DemoCamp 17 Covered in the National Post

I am extremely pleased with the way DemoCamp 17 went. We had some great demos and Ignite presentations at the Toronto Board of Trade dining room, followed by one of the best post-DemoCamp after-parties at the Duke of Westminster. My thanks to all the attendees, the presenters, Jay Goldman for doing a lot of the heavy lifting and the very kind folks at the Toronto Board of Trade.

Pema Hegan of GigPark sent me a scan from today’s National Post, which appears below:

Article on DemoCamp 17 in the National Post.

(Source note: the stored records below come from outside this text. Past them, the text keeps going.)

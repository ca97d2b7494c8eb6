//! Row scatter: `x[ilist] = y` / `x[ilist] += y`
//!
//! ```text
//! AdvancedIncSubtensor1::perform
//!   ├── validate operands, copy x unless in place
//!   ├── resolve every index on the host (wrap once, bounds check)
//!   └── strategy
//!         ├── Atomic(AtomicScatter) ── eligible? ── client.scatter_add_atomic
//!         │                               └── UnsupportedDType / UnsupportedConfiguration
//!         │                                     └── fall through
//!         └── Sequential ── one row view at a time (add_assign / assign)
//! ```

use super::capability::AtomicCapable;
use super::combine::CombineMode;
use super::normalize::normalize_index;
use super::types::IndexSpec;
use crate::config::IndexingConfig;
use crate::dispatch_int_dtype;
use crate::dtype::Element;
use crate::error::{Error, Result};
use crate::ops::common::ensure_same_dtype;
use crate::ops::{AtomicScatterOps, ElementwiseOps};
use crate::runtime::{Runtime, RuntimeClient};
use crate::tensor::Tensor;

/// Minimum compute capability for the atomic scatter kernel
pub const ATOMIC_MIN_CAPABILITY: (u32, u32) = (2, 0);

/// Grid-parallel scatter-accumulate through device atomics
///
/// Handles rank-2 `Accumulate` updates of f16, f32 and f64 destinations on
/// devices of at least [`ATOMIC_MIN_CAPABILITY`].
#[derive(Clone, Copy, Debug, PartialEq, Eq, Hash)]
pub struct AtomicScatter {
    min_capability: (u32, u32),
}

impl AtomicScatter {
    /// Strategy gated on [`ATOMIC_MIN_CAPABILITY`]
    pub fn new() -> Self {
        Self {
            min_capability: ATOMIC_MIN_CAPABILITY,
        }
    }

    /// Strategy gated on a custom minimum capability
    pub fn with_min_capability(major: u32, minor: u32) -> Self {
        Self {
            min_capability: (major, minor),
        }
    }

    /// Run the kernel, or report why it cannot handle these operands
    ///
    /// Any error for which [`Error::is_fallback_eligible`] holds is returned
    /// before `x` is touched.
    pub fn try_apply<R, C>(
        &self,
        client: &C,
        mode: CombineMode,
        x: &Tensor<R>,
        y: &Tensor<R>,
        ilist: &Tensor<R>,
        config: &IndexingConfig,
    ) -> Result<()>
    where
        R: Runtime,
        C: AtomicScatterOps<R>,
    {
        if mode.is_set() {
            return Err(Error::unsupported_configuration(
                "atomic scatter cannot set, only accumulate",
            ));
        }
        self.check_capability(client.atomic_capability())?;
        client.scatter_add_atomic(x, y, ilist, config)
    }
}

impl Default for AtomicScatter {
    fn default() -> Self {
        Self::new()
    }
}

impl AtomicCapable for AtomicScatter {
    fn min_capability(&self) -> (u32, u32) {
        self.min_capability
    }
}

/// How rows are updated
#[derive(Clone, Copy, Debug, PartialEq, Eq, Hash)]
pub enum ScatterStrategy {
    /// Try the atomic kernel, falling back to [`ScatterStrategy::Sequential`]
    Atomic(AtomicScatter),
    /// Update one row view after another on the host
    Sequential,
}

impl ScatterStrategy {
    /// Default strategy for a combine mode
    pub fn for_mode(mode: CombineMode) -> Self {
        match mode {
            CombineMode::Accumulate => Self::Atomic(AtomicScatter::new()),
            CombineMode::Set => Self::Sequential,
        }
    }
}

/// `x[ilist] = y` or `x[ilist] += y` over the leading axis of `x`
///
/// `ilist` is a vector of integer row indices; duplicates are allowed. When
/// `y` has `x`'s rank and a leading extent other than 1, row `i` of `y`
/// goes to row `ilist[i]` of `x`. Otherwise `y` is broadcast to every
/// selected row.
///
/// When accumulating, every contribution to a repeated row is summed. When
/// setting, which contribution survives for a repeated row is unspecified.
///
/// # Example
///
/// ```
/// use subtensor::prelude::*;
///
/// let device = CpuDevice::new();
/// let client = CpuRuntime::create_client(&device)?;
/// let x = Tensor::<CpuRuntime>::zeros(&[3, 2], DType::F32, &device);
/// let y = Tensor::<CpuRuntime>::from_slice(&[1.0f32, 1.0, 1.0, 1.0], &[2, 2], &device);
/// let ilist = Tensor::<CpuRuntime>::from_slice(&[0i64, 0], &[2], &device);
///
/// let out = AdvancedIncSubtensor1::new(CombineMode::Accumulate).perform(&client, &x, &y, &ilist)?;
/// assert_eq!(out.to_vec::<f32>(), vec![2.0, 2.0, 0.0, 0.0, 0.0, 0.0]);
/// # Ok::<(), subtensor::error::Error>(())
/// ```
#[derive(Clone, Copy, Debug, PartialEq, Eq, Hash)]
pub struct AdvancedIncSubtensor1 {
    mode: CombineMode,
    inplace: bool,
    config: IndexingConfig,
    strategy: ScatterStrategy,
}

impl AdvancedIncSubtensor1 {
    /// Out-of-place scatter with the default strategy for `mode`
    pub fn new(mode: CombineMode) -> Self {
        Self {
            mode,
            inplace: false,
            config: IndexingConfig::default(),
            strategy: ScatterStrategy::for_mode(mode),
        }
    }

    /// Update the destination's storage instead of a copy
    pub fn inplace(mut self, inplace: bool) -> Self {
        self.inplace = inplace;
        self
    }

    /// Use `config` for kernel launches
    pub fn with_config(mut self, config: IndexingConfig) -> Self {
        self.config = config;
        self
    }

    /// Override the update strategy
    pub fn with_strategy(mut self, strategy: ScatterStrategy) -> Self {
        self.strategy = strategy;
        self
    }

    /// Combine mode
    pub fn mode(&self) -> CombineMode {
        self.mode
    }

    /// Whether the destination is updated in place
    pub fn is_inplace(&self) -> bool {
        self.inplace
    }

    /// Selected strategy
    pub fn strategy(&self) -> ScatterStrategy {
        self.strategy
    }

    /// Launch configuration
    pub fn config(&self) -> IndexingConfig {
        self.config
    }

    /// Apply the scatter, returning the updated destination
    ///
    /// # Errors
    /// - `DTypeMismatch` if `x` and `y` differ in dtype
    /// - `Dimension` for a non-integer or non-vector `ilist`, a scalar `x`,
    ///   a `y` of higher rank than `x`, or a row-count mismatch in the
    ///   one-to-one mapping
    /// - `IndexOutOfBounds` for an index outside `x`'s leading axis
    /// - `Kernel` if the atomic kernel fails to launch or run
    pub fn perform<R, C>(
        &self,
        client: &C,
        x: &Tensor<R>,
        y: &Tensor<R>,
        ilist: &Tensor<R>,
    ) -> Result<Tensor<R>>
    where
        R: Runtime,
        C: ElementwiseOps<R> + AtomicScatterOps<R> + RuntimeClient<R>,
    {
        validate_operands(x, y, ilist)?;

        let out = if self.inplace { x.clone() } else { x.copy()? };
        let rows = resolve_rows(ilist, out.shape()[0])?;
        if rows.is_empty() {
            return Ok(out);
        }

        if let ScatterStrategy::Atomic(atomic) = self.strategy {
            match atomic.try_apply(client, self.mode, &out, y, ilist, &self.config) {
                Ok(()) => {
                    log::debug!("scatter: atomic kernel over {} indices", rows.len());
                    return Ok(out);
                }
                Err(e) if e.is_fallback_eligible() => {
                    log::debug!("scatter: sequential fallback ({})", e);
                }
                Err(e) => return Err(e),
            }
        }

        self.apply_sequential(client, &out, y, &rows)?;
        Ok(out)
    }

    fn apply_sequential<R, C>(&self, client: &C, x: &Tensor<R>, y: &Tensor<R>, rows: &[usize]) -> Result<()>
    where
        R: Runtime,
        C: ElementwiseOps<R>,
    {
        let one_to_one = y.ndim() == x.ndim() && y.shape()[0] != 1;
        if one_to_one {
            if y.shape()[0] != rows.len() {
                return Err(Error::dimension(format!(
                    "source has {} rows for {} indices",
                    y.shape()[0],
                    rows.len()
                )));
            }
            for (j, &row) in rows.iter().enumerate() {
                let src = y.view_of(&[IndexSpec::Integer(j as i64)])?;
                self.update_row(client, x, &src, row)?;
            }
            return Ok(());
        }

        let src = if y.ndim() == x.ndim() {
            y.squeeze(Some(0))
        } else {
            y.left_pad(x.ndim() - 1)?
        };
        for &row in rows {
            self.update_row(client, x, &src, row)?;
        }
        Ok(())
    }

    fn update_row<R, C>(&self, client: &C, x: &Tensor<R>, src: &Tensor<R>, row: usize) -> Result<()>
    where
        R: Runtime,
        C: ElementwiseOps<R>,
    {
        let dst = x.view_of(&[IndexSpec::Integer(row as i64)])?;
        match self.mode {
            CombineMode::Accumulate => client.add_assign(&dst, src, true),
            CombineMode::Set => client.assign(&dst, src),
        }
    }
}

fn validate_operands<R: Runtime>(x: &Tensor<R>, y: &Tensor<R>, ilist: &Tensor<R>) -> Result<()> {
    ensure_same_dtype(x, y)?;
    if !ilist.dtype().is_int() {
        return Err(Error::dimension(format!(
            "index list must have an integer dtype, got {}",
            ilist.dtype()
        )));
    }
    if ilist.ndim() != 1 {
        return Err(Error::dimension(format!(
            "index list must be a vector, got rank {}",
            ilist.ndim()
        )));
    }
    if x.ndim() == 0 {
        return Err(Error::dimension("cannot index into a scalar"));
    }
    if y.ndim() > x.ndim() {
        return Err(Error::dimension(format!(
            "cannot scatter a rank-{} source into a rank-{} destination",
            y.ndim(),
            x.ndim()
        )));
    }
    Ok(())
}

/// Read `ilist` to the host and resolve each entry against `len` rows
///
/// Unsigned entries above `i64::MAX` saturate, so they are reported out of
/// bounds rather than wrapped.
fn resolve_rows<R: Runtime>(ilist: &Tensor<R>, len: usize) -> Result<Vec<usize>> {
    let raw: Vec<i64> = dispatch_int_dtype!(ilist.dtype(), T => {
        ilist
            .try_to_vec::<T>()
            .map(|v| v.into_iter().map(|i| i.to_i64().unwrap_or(i64::MAX)).collect())
    }, "scatter indices")?;
    raw.into_iter().map(|i| normalize_index(len, i)).collect()
}
//! Elementwise update operations trait.

use crate::error::Result;
use crate::runtime::Runtime;
use crate::tensor::Tensor;

/// Elementwise operations used to combine a source into a destination view.
///
/// The `*_assign` methods write through `dst`, which is usually a view into a
/// larger tensor: every tensor sharing `dst`'s storage observes the update.
/// `dst` and `src` must not overlap unless they are the same view.
///
/// # Example
///
/// ```
/// use subtensor::prelude::*;
///
/// let device = CpuDevice::new();
/// let client = CpuRuntime::create_client(&device)?;
///
/// let x = Tensor::<CpuRuntime>::from_slice(&[1.0f32, 2.0, 3.0, 4.0], &[2, 2], &device);
/// let row = x.view_of(&[IndexSpec::Integer(0)])?;
/// let ones = Tensor::<CpuRuntime>::from_slice(&[1.0f32, 1.0], &[2], &device);
/// client.add_assign(&row, &ones, false)?;
/// assert_eq!(x.to_vec::<f32>(), vec![2.0, 3.0, 3.0, 4.0]);
/// # Ok::<(), subtensor::error::Error>(())
/// ```
pub trait ElementwiseOps<R: Runtime> {
    /// Elementwise `a + b` into a new contiguous tensor, with broadcasting
    ///
    /// # Errors
    /// `DTypeMismatch` for differing dtypes, `BroadcastError` for
    /// incompatible shapes.
    fn add(&self, a: &Tensor<R>, b: &Tensor<R>) -> Result<Tensor<R>>;

    /// In-place `dst += src`
    ///
    /// With `broadcast == false`, `src` must have exactly `dst`'s shape
    /// (`ShapeMismatch` otherwise). With `broadcast == true`, `src` is
    /// broadcast to `dst`'s shape.
    fn add_assign(&self, dst: &Tensor<R>, src: &Tensor<R>, broadcast: bool) -> Result<()>;

    /// In-place `dst = src`, broadcasting `src` to `dst`'s shape
    fn assign(&self, dst: &Tensor<R>, src: &Tensor<R>) -> Result<()>;
}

I transcribed the article about DemoCamp:

DemoCamp Warms Up to Toronto Tech Crowd

More than 400 people packed the Toronto Board of Trade conference hall on Monday night for DemoCamp, a loosely organized gathering of Web entrepreneurs, venture capitalists and technology enthusiasts.

Startup companies that made an impression on attendees included Kaitlyn McLachlan’s AskItOnline online survey Web site and Alain Chesnais’s SceneCaster 3-D embedded imaging application.

But the real crowd-pleaser of the night had to be WirelessNorth webmaster Tom Purves’ fast-paced Ignite presentation on why the Canadian wireless industry “sucks.”

Although he was preaching to the converted, Mr. Purves spent just over five minutes pointing out the high price of Canadian cellphone service and compared different price plans from around the world. For example, did you know that Rwanda has better cellphone plans than Canada? Or my favourite stat of the night: According to Mr. Purves, one megabyte of wireless data transfer on Rogers’ network costs $50, a measurement not seen since the early 1990s, when relatively minuscule hard drives cost upward of $1000.

For his efforts, Mr. Purves was rewarded with a standing ovation.

Needless to say, Monday’s DemoCamp was the largest turnout in 17 different meetings. With the Toronto Board of Trade firmly on board (no pun intended) with DemoCamp’s main intention — to foster and develop new Canadian tech talent to the global market — there’s a good chance we may see a local success story sooner than later.

Or maybe cheaper cellphone plans. The jury’s still out on which will happen first.